Post by DTas » Fri Apr 24, 2015 4:01 pm

Hello guys, I've had the pleasure of both training on, using and instructing both methods, and wanted to share some of my insights on this issue.
Well, lets start with this, there's much debate going on about the limited vs. immediate entry issue, much of it started with the excellent videos made by HTLE CQB.
Those debates mostly concentrate on the drill/entry itself, overlooking major issue regarding the technique/house clearing itself.

Just to make sure we're talking about the same things, i'll add those definitions i posted erlier:
1. Drill - a set of actions which is trained and rehearsed again and again until it becomes automatic.
The drill is first in the chain, and is done without thinking.
For example - all the entry types specified above are drills.

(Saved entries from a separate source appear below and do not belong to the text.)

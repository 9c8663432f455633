use serde::{Deserialize, Serialize};
use sqlx::FromRow;

#[derive(Debug, Clone, PartialEq, FromRow)]
pub struct User {
    pub id: i64,
    pub email: String,
    #[sqlx(rename = "password")]
    pub password_hash: String,
    pub name: String,
}

#[derive(Debug, Clone, Serialize, Deserialize, PartialEq, Eq, FromRow)]
pub struct Colgado {
    pub id: i64,
    pub part_key: i64,
    pub part_no: String,
    pub pieza_rack: i64,
    pub rack_eslabon: i64,
}

/// A Colgado that has not been stored yet.
#[derive(Debug, Clone, Serialize, Deserialize, PartialEq, Eq)]
pub struct NewColgado {
    pub part_key: i64,
    pub part_no: String,
    pub pieza_rack: i64,
    pub rack_eslabon: i64,
}

/// The only two fields that may change after a Colgado is created.
#[derive(Debug, Clone, Copy, Serialize, Deserialize, PartialEq, Eq)]
pub struct RackCounts {
    pub pieza_rack: i64,
    pub rack_eslabon: i64,
}

impl NewColgado {
    pub fn into_colgado(self, id: i64) -> Colgado {
        Colgado {
            id,
            part_key: self.part_key,
            part_no: self.part_no,
            pieza_rack: self.pieza_rack,
            rack_eslabon: self.rack_eslabon,
        }
    }
}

2. Technique - a set of drills which may be combined in a few ways due to a decision made by the leader.
The technique involves thinking which can create an advantage in some scenarios.
For example, covering a hallway from the left side while clearing the right side, allowing the clearing force extra security.

3. Tactic - the use of specific set of principles in order to give myself an advantage.
The most known are surprise, speed, violence of action, but there are other principles as well.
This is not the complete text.